AI
The 23rd Annual Conference of the International Speech Communication Association (INTERSPEECH 2022) was held in Incheon, South Korea. Hosted by the International Speech Communication Association (ISCA), INTERSPEECH is the world's largest conference on research and technology of spoken language understanding and processing. This year a total of 13 papers in Samsung Research’s R&D centers around the world were accepted at the INTERSPEECH 2022. In this relay series, we are introducing a summary of the 6 research papers. - Part 1 : Human Sound Classification based on Feature Fusion Method with Air and Bone Conducted Signal - Part 3: Bunched LPCNet2: Efficient Neural Vocoders Covering Devices from Cloud to Edge (by Samsung Research) - Part 5: Prototypical Speaker-Interference Loss for Target Voice Separation Using Non-Parallel Audio Samples |
Nowadays, as many types of edge devices emerge, people utilize text-to-speech (TTS) services in their daily life without device-constraints.
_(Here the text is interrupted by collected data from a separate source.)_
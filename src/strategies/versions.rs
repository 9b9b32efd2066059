use crate::config::Config;
use crate::scrape::{attr, fetch, find_all, text_of, Document, TagQuery};
use crate::session::Session;
use crate::state::ResultSet;
use crate::HarvestError;
use regex::Regex;
use std::sync::LazyLock;
use url::Url;

const ALL_VERSIONS_MARKER: &str = "All versions";

const VERSION_PATTERN: &str = r"Python (?P<version>\d\.\d+) \((?P<status>.*)\)";

static VERSION_RE: LazyLock<Regex> = LazyLock::new(|| {
    Regex::new(VERSION_PATTERN).expect("Failed to compile version pattern - this is a bug")
});

/// Lists documentation versions and their status from the sidebar of the docs root
///
/// Makes exactly one request.
pub async fn latest_versions<S: Session>(
    session: &S,
    config: &Config,
) -> crate::Result<Option<ResultSet>> {
    let root_url = Url::parse(&config.site.main_doc_url)?;
    let Some(root) = fetch(session, &root_url).await else {
        return Ok(None);
    };

    let mut results = ResultSet::with_header(["Documentation link", "Version", "Status"]);
    for (link, text) in version_links(&root)? {
        let (version, status) = parse_version_text(&text);
        results.push([link, version, status]);
    }

    Ok(Some(results))
}

/// `(href, visible text)` of every link in the sidebar list containing the marker
fn version_links(root: &Document) -> crate::Result<Vec<(String, String)>> {
    let sidebar = root.find(&TagQuery::new("div").attr("class", "sphinxsidebarwrapper"))?;

    let list = find_all(sidebar, &TagQuery::new("ul"))
        .into_iter()
        .find(|ul| text_of(*ul).contains(ALL_VERSIONS_MARKER))
        .ok_or_else(|| HarvestError::MarkerNotFound {
            marker: ALL_VERSIONS_MARKER,
            location: format!("sidebar lists of {}", root.url()),
        })?;

    find_all(list, &TagQuery::new("a"))
        .into_iter()
        .map(|link| Ok((attr(link, "href")?.to_string(), text_of(link))))
        .collect()
}

/// Splits `Python X.Y (status)` into version and status
///
/// Text of any other shape is returned whole as the version, with an empty status.
pub fn parse_version_text(text: &str) -> (String, String) {
    match VERSION_RE.captures(text) {
        Some(captures) => (
            captures["version"].to_string(),
            captures["status"].to_string(),
        ),
        None => (text.to_string(), String::new()),
    }
}
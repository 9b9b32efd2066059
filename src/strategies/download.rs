use crate::config::Config;
use crate::scrape::{attr, fetch, fetch_page, find_tag, Document, TagQuery};
use crate::session::Session;
use crate::state::ResultSet;
use regex::Regex;
use std::fs;
use std::path::{Path, PathBuf};
use std::sync::LazyLock;
use url::Url;

const DOWNLOADS_PATH: &str = "download.html";

const ARCHIVE_PATTERN: &str = r".+pdf-a4\.zip$";

static ARCHIVE_RE: LazyLock<Regex> = LazyLock::new(|| {
    Regex::new(ARCHIVE_PATTERN).expect("Failed to compile archive pattern - this is a bug")
});

/// Downloads the PDF (A4) documentation archive into the downloads directory
///
/// The saved file is the result; no rows are produced. An existing file of
/// the same name is overwritten.
pub async fn download<S: Session>(
    session: &S,
    config: &Config,
) -> crate::Result<Option<ResultSet>> {
    let downloads_url = Url::parse(&config.site.main_doc_url)?.join(DOWNLOADS_PATH)?;
    let Some(page) = fetch(session, &downloads_url).await else {
        return Ok(None);
    };
    let archive_url = archive_link(&page)?;

    let Some(archive) = fetch_page(session, &archive_url).await else {
        return Ok(None);
    };

    let path = save_archive(
        Path::new(&config.output.downloads_dir),
        &archive_url,
        &archive.body,
    )?;
    tracing::info!(path = %path.display(), "Archive downloaded and saved");

    Ok(None)
}

/// Absolute URL of the A4 PDF archive listed in the documentation table
fn archive_link(page: &Document) -> crate::Result<Url> {
    let table = page.find(&TagQuery::new("table").attr("class", "docutils"))?;
    let link = find_tag(
        table,
        &TagQuery::new("a").attr_matching("href", ARCHIVE_RE.clone()),
    )?;
    page.join(attr(link, "href")?)
}

/// File name for a downloaded archive: the URL's last path segment
pub fn archive_file_name(url: &Url) -> String {
    url.path_segments()
        .and_then(|segments| segments.last())
        .filter(|segment| !segment.is_empty())
        .unwrap_or("archive.zip")
        .to_string()
}

fn save_archive(dir: &Path, url: &Url, content: &[u8]) -> crate::Result<PathBuf> {
    fs::create_dir_all(dir)?;
    let path = dir.join(archive_file_name(url));
    fs::write(&path, content)?;
    Ok(path)
}
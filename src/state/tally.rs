use crate::state::ResultSet;

/// The nine known PEP lifecycle statuses, in reporting order
pub const CANONICAL_STATUSES: [&str; 9] = [
    "Accepted",
    "Active",
    "Deferred",
    "Draft",
    "Final",
    "Provisional",
    "Rejected",
    "Superseded",
    "Withdrawn",
];

/// Per-status PEP counts
///
/// Seeded with every canonical status at zero; statuses discovered later are
/// appended in the order they were first seen.
#[derive(Debug, Clone, PartialEq, Eq)]
pub struct StatusTally {
    counts: Vec<(String, u64)>,
}

impl Default for StatusTally {
    fn default() -> Self {
        Self::seeded()
    }
}

impl StatusTally {
    /// A tally holding every canonical status at zero
    pub fn seeded() -> Self {
        Self {
            counts: CANONICAL_STATUSES
                .iter()
                .map(|status| (status.to_string(), 0))
                .collect(),
        }
    }

    /// Counts one PEP under `status`
    ///
    /// Unknown statuses are inserted with a count of 1. Returns true when
    /// `status` was not already a key.
    pub fn record(&mut self, status: &str) -> bool {
        match self.counts.iter_mut().find(|(key, _)| key == status) {
            Some((_, count)) => {
                *count += 1;
                false
            }
            None => {
                self.counts.push((status.to_string(), 1));
                true
            }
        }
    }

    pub fn get(&self, status: &str) -> Option<u64> {
        self.counts
            .iter()
            .find(|(key, _)| key == status)
            .map(|(_, count)| *count)
    }

    /// Sum of all counts
    pub fn total(&self) -> u64 {
        self.counts.iter().map(|(_, count)| count).sum()
    }

    pub fn iter(&self) -> impl Iterator<Item = (&str, u64)> {
        self.counts.iter().map(|(key, count)| (key.as_str(), *count))
    }

    /// Renders the tally as `Status, Count` rows followed by a `Total` row
    pub fn to_result_set(&self) -> ResultSet {
        let mut results = ResultSet::with_header(["Status", "Count"]);
        for (status, count) in self.iter() {
            results.push([status.to_string(), count.to_string()]);
        }
        results.push(["Total".to_string(), self.total().to_string()]);
        results
    }
}
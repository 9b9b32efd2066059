//! Cached HTTP session
//!
//! Wraps a reqwest client with the SQLite response cache. Only successful
//! responses are cached; everything else is reported as a `FetchError`.
//! A cache that cannot be read or written is logged and bypassed.

use crate::config::{Config, HttpConfig};
use crate::session::{Page, ResponseCache, Session};
use crate::{ConfigError, FetchError};
use reqwest::Client;
use std::path::Path;
use std::time::Duration;
use url::Url;

/// Builds an HTTP client with proper configuration
///
/// # Arguments
///
/// * `config` - The HTTP configuration (user agent, timeout)
///
/// # Returns
///
/// * `Ok(Client)` - Successfully built HTTP client
/// * `Err(reqwest::Error)` - Failed to build client
pub fn build_http_client(config: &HttpConfig) -> Result<Client, reqwest::Error> {
    let timeout = Duration::from_secs(config.timeout_secs);

    Client::builder()
        .user_agent(config.user_agent.as_str())
        .timeout(timeout)
        .connect_timeout(timeout.min(Duration::from_secs(10)))
        .gzip(true)
        .brotli(true)
        .build()
}

/// A reqwest client whose GET responses are cached in SQLite
pub struct CachedSession {
    client: Client,
    cache: ResponseCache,
}

impl CachedSession {
    /// Creates a session from an HTTP configuration and an opened cache
    pub fn new(config: &HttpConfig, cache: ResponseCache) -> Result<Self, reqwest::Error> {
        Ok(Self {
            client: build_http_client(config)?,
            cache,
        })
    }

    /// Creates a session with the cache file and expiry named in `config`
    pub fn from_config(config: &Config) -> crate::Result<Self> {
        let expire_after = match config.cache.expire_after_secs {
            0 => None,
            secs => Some(
                i64::try_from(secs)
                    .ok()
                    .and_then(chrono::Duration::try_seconds)
                    .ok_or_else(|| {
                        ConfigError::Validation(format!("expire-after-secs out of range: {}", secs))
                    })?,
            ),
        };
        let cache = ResponseCache::open(Path::new(&config.cache.path), expire_after)?;
        Ok(Self::new(&config.http, cache)?)
    }

    /// The underlying response cache
    pub fn cache(&self) -> &ResponseCache {
        &self.cache
    }
}

impl Session for CachedSession {
    async fn get(&self, url: &Url) -> Result<Page, FetchError> {
        match self.cache.lookup(url.as_str()) {
            Ok(Some(page)) => {
                tracing::debug!(url = %url, "Served from cache");
                return Ok(page);
            }
            Ok(None) => {}
            Err(e) => tracing::warn!(url = %url, error = %e, "Cache lookup failed, fetching"),
        }

        let transport = |source| FetchError::Transport {
            url: url.to_string(),
            source,
        };

        let response = self
            .client
            .get(url.clone())
            .send()
            .await
            .map_err(transport)?;

        let status = response.status();
        if !status.is_success() {
            return Err(FetchError::Status {
                url: url.to_string(),
                status: status.as_u16(),
            });
        }

        let final_url = response.url().clone();
        let body = response.bytes().await.map_err(transport)?;

        let page = Page {
            url: final_url,
            status: status.as_u16(),
            body: body.to_vec(),
        };
        if let Err(e) = self.cache.store(url.as_str(), &page) {
            tracing::warn!(url = %url, error = %e, "Failed to cache response");
        }

        Ok(page)
    }

    fn clear_cache(&self) -> crate::Result<()> {
        let removed = self.cache.clear()?;
        tracing::info!(removed, "Response cache cleared");
        Ok(())
    }
}
//! Pydocs-Harvest: tabular extraction from the Python documentation sites
//!
//! This crate walks a handful of known page shapes (the "what's new" index,
//! the version sidebar, the downloads table and the PEP numerical index),
//! turns them into header-first result tables, and cross-checks PEP
//! statuses between the index and each PEP's own page.

pub mod config;
pub mod driver;
pub mod output;
pub mod reconcile;
pub mod scrape;
pub mod session;
pub mod state;
pub mod strategies;

use thiserror::Error;

/// Main error type for harvesting operations
#[derive(Debug, Error)]
pub enum HarvestError {
    #[error("Configuration error: {0}")]
    Config(#[from] ConfigError),

    #[error("Tag not found: {description}")]
    TagNotFound { description: String },

    #[error("Marker {marker:?} not found in {location}")]
    MarkerNotFound {
        marker: &'static str,
        location: String,
    },

    #[error("<{tag}> element has no {attribute:?} attribute")]
    MissingAttribute {
        tag: String,
        attribute: &'static str,
    },

    #[error("HTTP client error: {0}")]
    Http(#[from] reqwest::Error),

    #[error("Cache error: {0}")]
    Cache(#[from] rusqlite::Error),

    #[error("URL parse error: {0}")]
    UrlParse(#[from] ::url::ParseError),

    #[error("IO error: {0}")]
    Io(#[from] std::io::Error),

    #[error("Output error: {0}")]
    Output(#[from] OutputError),
}

/// Configuration-specific errors
#[derive(Debug, Error)]
pub enum ConfigError {
    #[error("Failed to read config file: {0}")]
    Io(#[from] std::io::Error),

    #[error("Failed to parse TOML: {0}")]
    Parse(#[from] toml::de::Error),

    #[error("Validation error: {0}")]
    Validation(String),

    #[error("Invalid URL in config: {0}")]
    InvalidUrl(String),
}

/// Transport-level failures of a single request
///
/// These never cross the fetcher boundary; they are logged and turned into
/// an absent page.
#[derive(Debug, Error)]
pub enum FetchError {
    #[error("Request to {url} failed: {source}")]
    Transport {
        url: String,
        #[source]
        source: reqwest::Error,
    },

    #[error("Request to {url} returned HTTP {status}")]
    Status { url: String, status: u16 },
}

/// Errors raised while rendering or writing results
#[derive(Debug, Error)]
pub enum OutputError {
    #[error("IO error: {0}")]
    Io(#[from] std::io::Error),

    #[error("CSV error: {0}")]
    Csv(#[from] csv::Error),
}

/// Result type alias for harvesting operations
pub type Result<T> = std::result::Result<T, HarvestError>;

/// Result type alias for configuration operations
pub type ConfigResult<T> = std::result::Result<T, ConfigError>;

// Re-export commonly used types
pub use config::Config;
pub use driver::{run_mode, run_pipeline};
pub use session::{CachedSession, Page, Session};
pub use state::{ResultSet, Row, StatusTally};
pub use strategies::Mode;
//! Extraction strategies
//!
//! One strategy per page shape. Each takes the shared session and the
//! configuration and returns:
//! - `Ok(Some(results))` with a header-first `ResultSet`
//! - `Ok(None)` when the top-level page could not be fetched (or, for
//!   `download`, when the side effect is the only result)
//! - `Err(_)` when the page no longer has the expected structure

mod download;
mod pep;
mod versions;
mod whats_new;

pub use download::{archive_file_name, download};
pub use pep::pep;
pub use versions::{latest_versions, parse_version_text};
pub use whats_new::whats_new;

use crate::config::Config;
use crate::session::Session;
use crate::state::ResultSet;
use indicatif::{ProgressBar, ProgressStyle};
use std::fmt;

/// Parser mode, selecting which strategy runs
#[derive(Debug, Clone, Copy, PartialEq, Eq, Hash, clap::ValueEnum)]
pub enum Mode {
    /// Articles listed in the "what's new" index
    WhatsNew,

    /// Versions and their status from the documentation sidebar
    LatestVersions,

    /// Download the PDF (A4) documentation archive
    Download,

    /// Count PEPs per status, cross-checked against each PEP page
    Pep,
}

impl Mode {
    pub fn as_str(&self) -> &'static str {
        match self {
            Self::WhatsNew => "whats-new",
            Self::LatestVersions => "latest-versions",
            Self::Download => "download",
            Self::Pep => "pep",
        }
    }

    /// Runs the strategy this mode names
    pub async fn run<S: Session>(self, session: &S, config: &Config) -> crate::Result<Option<ResultSet>> {
        match self {
            Self::WhatsNew => whats_new(session, config).await,
            Self::LatestVersions => latest_versions(session, config).await,
            Self::Download => download(session, config).await,
            Self::Pep => pep(session, config).await,
        }
    }
}

impl fmt::Display for Mode {
    fn fmt(&self, f: &mut fmt::Formatter<'_>) -> fmt::Result {
        f.write_str(self.as_str())
    }
}

/// Progress bar for a per-item loop; invisible when stderr is not a terminal
///
/// The bar is cleared when dropped, so an early `?` return leaves no
/// half-drawn bar behind.
struct Progress(ProgressBar);

impl Progress {
    fn new(len: usize) -> Self {
        let pb = ProgressBar::new(len as u64);
        if let Ok(style) =
            ProgressStyle::default_bar().template("[{elapsed_precise}] {bar:40} {pos}/{len} ({eta})")
        {
            pb.set_style(style.progress_chars("=> "));
        }
        Self(pb)
    }

    fn inc(&self) {
        self.0.inc(1);
    }
}

impl Drop for Progress {
    fn drop(&mut self) {
        self.0.finish_and_clear();
    }
}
Although most TTS systems now have been launched on cloud servers, running on edge devices resolves significant concerns, such as latency, privacy, and internet connectivity issues. To deploy TTS services on these devices optimizing the performance within a given resource is crucial. Additionally, expanding the service capability while maintaining the architecture is worthwhile instead of developing new architectures for specific devices. For this purpose, FBWave [1] proposed a flow-based scalable vocoder architecture to easily control the computational cost. However, it demonstrated an insufficient speech quality in cloud servers, even in high-quality mode.
We address this issue with an efficient auto regressive (AR) vocoder. Non-AR approaches which work in parallel on GPUs have also been attempted [2-4], but few edge devices have a GPU. In addition, the AR vocoder has the advantage of providing a streaming functionality with low latency. From this point of view, LPCNet [5] is a light-weight vocoder based on AR architecture that is suitable for on-device inference. To the best of our knowledge, LPCNet is still one of the best candidates that can efficiently generate speech on a CPU, even with a high quality. Many LPCNet variants have been introduced [6-9] to reduce complexity without sacrificing speech quality. However, the variants are unsatisfactory for low-resource edge devices in that they target high-end devices, such as smart phones. A quality drop is also observed by shrinking the network capacity for low-resource devices.
In this blog post, we introduce our works, Bunched LPCNet1 and Bunched LPCNet2 which published at INTERSPEECH2020 and INTERSPEECH2022, respectively. We propose an improved LPCNet with highly efficient performance and small model footprint to cover a wide range of devices, from cloud servers to low-resource edge devices.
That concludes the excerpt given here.